PROMPT: Copy out all the entries below, word for word.
** Opening RECORD EXTRACTS block **
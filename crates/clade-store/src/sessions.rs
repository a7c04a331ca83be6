// Copyright (c) 2024-2026 Martin Schröder <info@swedishembedded.com>
//
// SPDX-License-Identifier: MIT
use chrono::{DateTime, Utc};
use rusqlite::{params, Connection, OptionalExtension, Row};

use clade_core::{Session, SessionStatus};

use crate::error::StoreError;
use crate::Store;

fn status_to_str(s: SessionStatus) -> &'static str {
    match s {
        SessionStatus::Active => "active",
        SessionStatus::Idle => "idle",
        SessionStatus::Terminated => "terminated",
    }
}

fn status_from_str(s: &str) -> SessionStatus {
    match s {
        "idle" => SessionStatus::Idle,
        "terminated" => SessionStatus::Terminated,
        _ => SessionStatus::Active,
    }
}

fn row_to_session(row: &Row) -> rusqlite::Result<Session> {
    let created_at: String = row.get("created_at")?;
    let last_active_at: String = row.get("last_active_at")?;
    let status: String = row.get("status")?;
    Ok(Session {
        id: row.get("id")?,
        agent_id: row.get("agent_id")?,
        channel: row.get("channel")?,
        channel_user_id: row.get("channel_user_id")?,
        chat_id: row.get("chat_id")?,
        status: status_from_str(&status),
        created_at: created_at
            .parse::<DateTime<Utc>>()
            .unwrap_or_else(|_| Utc::now()),
        last_active_at: last_active_at
            .parse::<DateTime<Utc>>()
            .unwrap_or_else(|_| Utc::now()),
    })
}

/// Filters accepted by `listSessions` (§4.1).
#[derive(Debug, Clone, Default)]
pub struct SessionFilter {
    pub agent_id: Option<String>,
    pub status: Option<SessionStatus>,
}

impl Store {
    pub async fn create_session(&self, session: Session) -> Result<(), StoreError> {
        self.with_conn(move |conn| {
            conn.execute(
                "INSERT INTO sessions (id, agent_id, channel, channel_user_id, chat_id, status, created_at, last_active_at)
                 VALUES (?1, ?2, ?3, ?4, ?5, ?6, ?7, ?8)",
                params![
                    session.id,
                    session.agent_id,
                    session.channel,
                    session.channel_user_id,
                    session.chat_id,
                    status_to_str(session.status),
                    session.created_at.to_rfc3339(),
                    session.last_active_at.to_rfc3339(),
                ],
            )?;
            Ok(())
        })
        .await
    }

    pub async fn get_session(&self, id: &str) -> Result<Option<Session>, StoreError> {
        let id = id.to_string();
        self.with_conn(move |conn| {
            conn.query_row("SELECT * FROM sessions WHERE id = ?1", params![id], row_to_session)
                .optional()
                .map_err(StoreError::from)
        })
        .await
    }

    /// Returns the most-recently-active `active`-status row for the tuple
    /// (§4.1: "should never be more than one; ordering is a safety net").
    pub async fn find_active_session(
        &self,
        agent_id: &str,
        channel: Option<&str>,
        user_id: Option<&str>,
        chat_id: Option<&str>,
    ) -> Result<Option<Session>, StoreError> {
        let agent_id = agent_id.to_string();
        let channel = channel.map(str::to_string);
        let user_id = user_id.map(str::to_string);
        let chat_id = chat_id.map(str::to_string);
        self.with_conn(move |conn| {
            conn.query_row(
                "SELECT * FROM sessions
                 WHERE agent_id = ?1 AND status = 'active'
                   AND channel IS ?2 AND channel_user_id IS ?3 AND chat_id IS ?4
                 ORDER BY last_active_at DESC LIMIT 1",
                params![agent_id, channel, user_id, chat_id],
                row_to_session,
            )
            .optional()
            .map_err(StoreError::from)
        })
        .await
    }

    /// Any active session for the agent, most-recently-active first (used
    /// when channel/user are unknown — §4.7 step 4(b)).
    pub async fn find_any_active_session(
        &self,
        agent_id: &str,
    ) -> Result<Option<Session>, StoreError> {
        let agent_id = agent_id.to_string();
        self.with_conn(move |conn| {
            conn.query_row(
                "SELECT * FROM sessions WHERE agent_id = ?1 AND status = 'active'
                 ORDER BY last_active_at DESC LIMIT 1",
                params![agent_id],
                row_to_session,
            )
            .optional()
            .map_err(StoreError::from)
        })
        .await
    }

    pub async fn list_sessions(&self, filter: SessionFilter) -> Result<Vec<Session>, StoreError> {
        self.with_conn(move |conn| {
            let mut sql = "SELECT * FROM sessions WHERE 1=1".to_string();
            let mut bound: Vec<Box<dyn rusqlite::ToSql>> = Vec::new();
            if let Some(agent_id) = &filter.agent_id {
                sql.push_str(" AND agent_id = ?");
                bound.push(Box::new(agent_id.clone()));
            }
            if let Some(status) = filter.status {
                sql.push_str(" AND status = ?");
                bound.push(Box::new(status_to_str(status).to_string()));
            }
            sql.push_str(" ORDER BY last_active_at DESC");
            let mut stmt = conn.prepare(&sql)?;
            let params: Vec<&dyn rusqlite::ToSql> = bound.iter().map(|b| b.as_ref()).collect();
            let rows = stmt.query_map(params.as_slice(), row_to_session)?;
            let mut out = Vec::new();
            for r in rows {
                out.push(r?);
            }
            Ok(out)
        })
        .await
    }

    pub async fn update_session_status(
        &self,
        id: &str,
        status: SessionStatus,
    ) -> Result<(), StoreError> {
        let id = id.to_string();
        self.with_conn(move |conn| {
            let changed = conn.execute(
                "UPDATE sessions SET status = ?1 WHERE id = ?2",
                params![status_to_str(status), id],
            )?;
            if changed == 0 {
                return Err(StoreError::NotFound(format!("session {id}")));
            }
            Ok(())
        })
        .await
    }

    pub async fn touch_session(&self, id: &str) -> Result<(), StoreError> {
        let id = id.to_string();
        let now = Utc::now().to_rfc3339();
        self.with_conn(move |conn| {
            let changed = conn.execute(
                "UPDATE sessions SET last_active_at = ?1 WHERE id = ?2",
                params![now, id],
            )?;
            if changed == 0 {
                return Err(StoreError::NotFound(format!("session {id}")));
            }
            Ok(())
        })
        .await
    }

    pub async fn delete_session(&self, id: &str) -> Result<(), StoreError> {
        let id = id.to_string();
        self.with_conn(move |conn| {
            conn.execute("DELETE FROM sessions WHERE id = ?1", params![id])?;
            Ok(())
        })
        .await
    }
}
** Closing RECORD EXTRACTS block **
THE COMPLETED TASK:
filename crates/clade-store/src/sessions.rs
repository a7c04a331ca83be6
// Copyright (c) 2024-2026 Martin Schröder <info@swedishembedded.com>
//
// SPDX-License-Identifier: MIT
use chrono::{DateTime, Utc};
use rusqlite::{params, Connection, OptionalExtension, Row};

use clade_core::{Session, SessionStatus};

use crate::error::StoreError;
use crate::Store;

fn status_to_str(s: SessionStatus) -> &'static str {
    match s {
        SessionStatus::Active => "active",
        SessionStatus::Idle => "idle",
        SessionStatus::Terminated => "terminated",
    }
}

fn status_from_str(s: &str) -> SessionStatus {
    match s {
        "idle" => SessionStatus::Idle,
        "terminated" => SessionStatus::Terminated,
        _ => SessionStatus::Active,
    }
}

fn row_to_session(row: &Row) -> rusqlite::Result<Session> {
    let created_at: String = row.get("created_at")?;
    let last_active_at: String = row.get("last_active_at")?;
    let status: String = row.get("status")?;
    Ok(Session {
        id: row.get("id")?,
        agent_id: row.get("agent_id")?,
        channel: row.get("channel")?,
        channel_user_id: row.get("channel_user_id")?,
        chat_id: row.get("chat_id")?,
        status: status_from_str(&status),
        created_at: created_at
            .parse::<DateTime<Utc>>()
            .unwrap_or_else(|_| Utc::now()),
        last_active_at: last_active_at
            .parse::<DateTime<Utc>>()
            .unwrap_or_else(|_| Utc::now()),
    })
}

/// Filters accepted by `listSessions` (§4.1).
#[derive(Debug, Clone, Default)]
pub struct SessionFilter {
    pub agent_id: Option<String>,
    pub status: Option<SessionStatus>,
}

impl Store {
    pub async fn create_session(&self, session: Session) -> Result<(), StoreError> {
        self.with_conn(move |conn| {
            conn.execute(
                "INSERT INTO sessions (id, agent_id, channel, channel_user_id, chat_id, status, created_at, last_active_at)
                 VALUES (?1, ?2, ?3, ?4, ?5, ?6, ?7, ?8)",
                params![
                    session.id,
                    session.agent_id,
                    session.channel,
                    session.channel_user_id,
                    session.chat_id,
                    status_to_str(session.status),
                    session.created_at.to_rfc3339(),
                    session.last_active_at.to_rfc3339(),
                ],
            )?;
            Ok(())
        })
        .await
    }

    pub async fn get_session(&self, id: &str) -> Result<Option<Session>, StoreError> {
        let id = id.to_string();
        self.with_conn(move |conn| {
            conn.query_row("SELECT * FROM sessions WHERE id = ?1", params![id], row_to_session)
                .optional()
                .map_err(StoreError::from)
        })
        .await
    }

    /// Returns the most-recently-active `active`-status row for the tuple
    /// (§4.1: "should never be more than one; ordering is a safety net").
    pub async fn find_active_session(
        &self,
        agent_id: &str,
        channel: Option<&str>,
        user_id: Option<&str>,
        chat_id: Option<&str>,
    ) -> Result<Option<Session>, StoreError> {
        let agent_id = agent_id.to_string();
        let channel = channel.map(str::to_string);
        let user_id = user_id.map(str::to_string);
        let chat_id = chat_id.map(str::to_string);
        self.with_conn(move |conn| {
            conn.query_row(
                "SELECT * FROM sessions
                 WHERE agent_id = ?1 AND status = 'active'
                   AND channel IS ?2 AND channel_user_id IS ?3 AND chat_id IS ?4
                 ORDER BY last_active_at DESC LIMIT 1",
                params![agent_id, channel, user_id, chat_id],
                row_to_session,
            )
            .optional()
            .map_err(StoreError::from)
        })
        .await
    }

    /// Any active session for the agent, most-recently-active first (used
    /// when channel/user are unknown — §4.7 step 4(b)).
    pub async fn find_any_active_session(
        &self,
        agent_id: &str,
    ) -> Result<Option<Session>, StoreError> {
        let agent_id = agent_id.to_string();
        self.with_conn(move |conn| {
            conn.query_row(
                "SELECT * FROM sessions WHERE agent_id = ?1 AND status = 'active'
                 ORDER BY last_active_at DESC LIMIT 1",
                params![agent_id],
                row_to_session,
            )
            .optional()
            .map_err(StoreError::from)
        })
        .await
    }

    pub async fn list_sessions(&self, filter: SessionFilter) -> Result<Vec<Session>, StoreError> {
        self.with_conn(move |conn| {
            let mut sql = "SELECT * FROM sessions WHERE 1=1".to_string();
            let mut bound: Vec<Box<dyn rusqlite::ToSql>> = Vec::new();
            if let Some(agent_id) = &filter.agent_id {
                sql.push_str(" AND agent_id = ?");
                bound.push(Box::new(agent_id.clone()));
            }
            if let Some(status) = filter.status {
                sql.push_str(" AND status = ?");
                bound.push(Box::new(status_to_str(status).to_string()));
            }
            sql.push_str(" ORDER BY last_active_at DESC");
            let mut stmt = conn.prepare(&sql)?;
            let params: Vec<&dyn rusqlite::ToSql> = bound.iter().map(|b| b.as_ref()).collect();
            let rows = stmt.query_map(params.as_slice(), row_to_session)?;
            let mut out = Vec::new();
            for r in rows {
                out.push(r?);
            }
            Ok(out)
        })
        .await
    }

    pub async fn update_session_status(
        &self,
        id: &str,
        status: SessionStatus,
    ) -> Result<(), StoreError> {
        let id = id.to_string();
        self.with_conn(move |conn| {
            let changed = conn.execute(
                "UPDATE sessions SET status = ?1 WHERE id = ?2",
                params![status_to_str(status), id],
            )?;
            if changed == 0 {
                return Err(StoreError::NotFound(format!("session {id}")));
            }
            Ok(())
        })
        .await
    }

    pub async fn touch_session(&self, id: &str) -> Result<(), StoreError> {
        let id = id.to_string();
        let now = Utc::now().to_rfc3339();
        self.with_conn(move |conn| {
            let changed = conn.execute(
                "UPDATE sessions SET last_active_at = ?1 WHERE id = ?2",
                params![now, id],
            )?;
            if changed == 0 {
                return Err(StoreError::NotFound(format!("session {id}")));
            }
            Ok(())
        })
        .await
    }

    pub async fn delete_session(&self, id: &str) -> Result<(), StoreError> {
        let id = id.to_string();
        self.with_conn(move |conn| {
            conn.execute("DELETE FROM sessions WHERE id = ?1", params![id])?;
            Ok(())
        })
        .await
    }
}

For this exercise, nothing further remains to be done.